I governi regionali e locali hanno preceduto il governo centrale nella loro reazione a questa crisi. Ciò è confermato dalle immediate decisioni di limitare i movimenti alle loro popolazioni, prese dai governi di Catalogna e Euskadi. Tuttavia, riferendosi alla necessità di “efficienza”, l’esecutivo Sánchez ha deciso di esercitare la sua autorità nello stato di decreto di allarme e di centralizzare i poteri in settori come l’assistenza sanitaria, che fino ad allora erano stati totalmente devoluti nelle regioni autonome. Ha centralizzato l’acquisto di forniture, anche se i ministeri regionali avevano già le competenze tecniche e l’esperienza per affrontare questi mercati. Il risultato è stato l’inefficienza, l’esatto contrario di ciò che ci si aspettava. L’esempio più chiaro è quello dei kit di test, ma anche delle maschere chirurgiche. I governi regionali di tutti i colori hanno subito le conseguenze: ad esempio, carenza di forniture mediche. Perfino i leader più centralisti hanno finito per aprire gli occhi e ribellarsi contro la centralizzazione.

La lotta contro il coronavirus ha gravi conseguenze economiche, soprattutto in termini di perdita di posti di lavoro. Ecco perché il governo ha realizzato gran parte dell’attuazione di un piano di emergenza economica e sociale di 200 miliardi di euro per far fronte a tali complicazioni. L’attuazione del piano era stata ritardata a causa di forti divergenze interne in seno al Consiglio dei ministri. Nei settori imprenditoriale e produttivo, tuttavia, il governo ha dimenticato le piccole imprese e i produttori: non ha congelato i contributi previdenziali versati dai lavoratori autonomi, né ha esentato dal pagamento delle tasse. Inoltre, non è stato fino allo venerdì che sono stati vietati quegli infami licenziamenti “approfittando” del coronavirus. Nella sfera sociale, anche il governo spagnolo ha mostrato grande entusiasmo con la moratoria sui pagamenti dei mutui per i settori più vulnerabili e colpiti (con condizioni draconiane). Ancora una volta, il gruppo più importante è stato dimenticato: gli inquilini. Attualmente, circa i due terzi degli sfratti in Spagna colpiscono le persone che vivono in alloggi in affitto. Il governo di coalizione sta ancora “considerando” le alternative.

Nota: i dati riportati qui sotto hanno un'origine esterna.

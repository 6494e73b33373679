//! Metrics backend selection

use anyhow::Result;
use pulse_config::{MetricsBackend, MetricsConfig};
use pulse_metrics::{LogSink, MetricsSink, NullSink};
use std::sync::Arc;

pub async fn build_sink(config: &MetricsConfig) -> Result<Arc<dyn MetricsSink>> {
    match config.backend {
        MetricsBackend::Log => Ok(Arc::new(LogSink)),
        MetricsBackend::None => Ok(Arc::new(NullSink)),
        MetricsBackend::CloudWatch => cloudwatch_sink(config).await,
    }
}

#[cfg(feature = "cloudwatch")]
async fn cloudwatch_sink(config: &MetricsConfig) -> Result<Arc<dyn MetricsSink>> {
    let sink = pulse_metrics::CloudWatchSink::from_env(config.region.clone()).await;
    Ok(Arc::new(sink))
}

#[cfg(not(feature = "cloudwatch"))]
async fn cloudwatch_sink(_config: &MetricsConfig) -> Result<Arc<dyn MetricsSink>> {
    anyhow::bail!("metrics backend 'cloudwatch' requires building pulse with the `cloudwatch` feature")
}

#[cfg(test)]
mod tests {
    use super::*;

    #[tokio::test]
    async fn test_builds_local_backends() {
        let log = build_sink(&MetricsConfig::default()).await.unwrap();
        assert_eq!(log.name(), "log");

        let none = build_sink(&MetricsConfig {
            backend: MetricsBackend::None,
            region: None,
        })
        .await
        .unwrap();
        assert_eq!(none.name(), "none");
    }

    #[cfg(not(feature = "cloudwatch"))]
    #[tokio::test]
    async fn test_cloudwatch_needs_feature() {
        let result = build_sink(&MetricsConfig {
            backend: MetricsBackend::CloudWatch,
            region: Some("us-east-1".to_string()),
        })
        .await;
        assert!(result.is_err());
    }
}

In Spagna, invece di operatori sanitari o scienziati, i militari sono i più visibili nella gestione della crisi. Non solo la polizia nazionale e la Guardia Civil, ma anche l’esercito spagnolo, che è già stato schierato in tutte le comunità autonome senza non pochi problemi. Ogni giorno, nella sala stampa della La Moncloa (la sede del governo), ci sono tre membri del personale in uniforme che ci riconsegnano le polaroid franchiste, e un solo medico. Da lì, il Capo di Stato Maggiore della Difesa (JEMAD), il catalano Miguel Ángel Villaroya, ha imposto una retorica di guerra calda, che diffonde tra le sue armate militari e monarchiche. “Siamo tutti soldati in questa guerra”, ha detto il generale, rivolgendosi a 47 milioni di spagnoli. Sul terreno, l’unità militare di emergenza (EMU), che è l’unità più attiva, è sottofinanziata. La sua dotazione ammonta a 31 milioni di euro dei 10,2 miliardi di euro in spese per la difesa.

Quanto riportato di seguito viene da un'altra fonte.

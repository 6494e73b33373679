//! HTTP error types

/// Error type for HTTP operations
#[derive(Debug, thiserror::Error)]
pub enum HttpError {
    #[error("Network error: {0}")]
    NetworkError(#[from] reqwest::Error),

    #[error("Invalid URL: {0}")]
    InvalidUrl(String),

    #[error("Invalid header {name}: {reason}")]
    InvalidHeader { name: String, reason: String },

    #[error("Invalid JSON: {0}")]
    InvalidJson(#[from] serde_json::Error),

    #[error("Configuration error: {0}")]
    ConfigError(String),
}

impl HttpError {
    /// Whether the request never produced an HTTP response
    pub fn is_transport(&self) -> bool {
        matches!(self, HttpError::NetworkError(_))
    }

    /// Whether the error was caused by the client timeout elapsing
    pub fn is_timeout(&self) -> bool {
        matches!(self, HttpError::NetworkError(e) if e.is_timeout())
    }
}
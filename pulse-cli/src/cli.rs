//! CLI argument parsing definitions

use clap::{Parser, Subcommand};
use std::path::PathBuf;

#[derive(Parser, Debug)]
#[command(author, version, about = "Synthetic health checks for HTTP APIs", long_about = None)]
pub struct Cli {
    /// Path to configuration file
    #[arg(long, value_name = "PATH", global = true)]
    pub config: Option<PathBuf>,

    /// Set the log level (trace, debug, info, warn, error)
    #[arg(long, value_name = "LEVEL", global = true)]
    pub log_level: Option<String>,

    #[command(subcommand)]
    pub command: Commands,
}

#[derive(Subcommand, Debug)]
pub enum Commands {
    /// Run the test loop described by a trigger message
    Run {
        /// Trigger message file, or `-` to read it from stdin
        #[arg(long, value_name = "PATH")]
        message: String,
    },

    /// Validate configuration and a trigger message without sending requests
    Check {
        /// Trigger message file, or `-` to read it from stdin
        #[arg(long, value_name = "PATH")]
        message: String,
    },

    /// Print a sample YAML configuration file
    SampleConfig,
}

#[cfg(test)]
mod tests {
    use super::*;

    #[test]
    fn test_parse_run_with_global_flags() {
        let cli = Cli::try_parse_from([
            "pulse",
            "run",
            "--message",
            "trigger.json",
            "--log-level",
            "debug",
            "--config",
            "pulse.yaml",
        ])
        .unwrap();

        assert_eq!(cli.log_level.as_deref(), Some("debug"));
        assert_eq!(cli.config, Some(PathBuf::from("pulse.yaml")));
        assert!(matches!(cli.command, Commands::Run { ref message } if message == "trigger.json"));
    }

    #[test]
    fn test_message_is_required() {
        assert!(Cli::try_parse_from(["pulse", "check"]).is_err());
        assert!(Cli::try_parse_from(["pulse"]).is_err());
        assert!(matches!(
            Cli::try_parse_from(["pulse", "sample-config"]).unwrap().command,
            Commands::SampleConfig
        ));
    }
}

La massima autorità nella gestione della crisi del Covid-19 è il titolare del portafoglio sanitario Salvador Illa. La pandemia ha colto impreparato il ministro. In precedenza era il segretario organizzativo dei socialisti catalani (PSC) e un attore chiave, con ERC (Esquerra Republicana), nei negoziati per l’investitura del governo. Gli fu dato questo incarico in modo da poter sedere nel governo spagnolo e, quindi, avrebbe potuto partecipare al dialogo bilaterale con la Generalitat (il governo catalano). Poiché i poteri nel settore sanitario erano stati devoluti a tutte le comunità, non ci si aspettava che avesse molti mal di testa. Ma, ironia della sorte, arrivò il coronavirus e il ministro, privo di qualsiasi esperienza nel trattare anche un proprio mal di testa, è annegato in tali questioni. “Cerco di essere un ministro decente, ma non sono un medico, questo è noto fin dal primo giorno”, ha candidamente ammesso Illa giovedì scorso al comitato sanitario del Congresso dei deputati. Ma l’emergenza Covid-19 richiede medici, non improvvisazioni.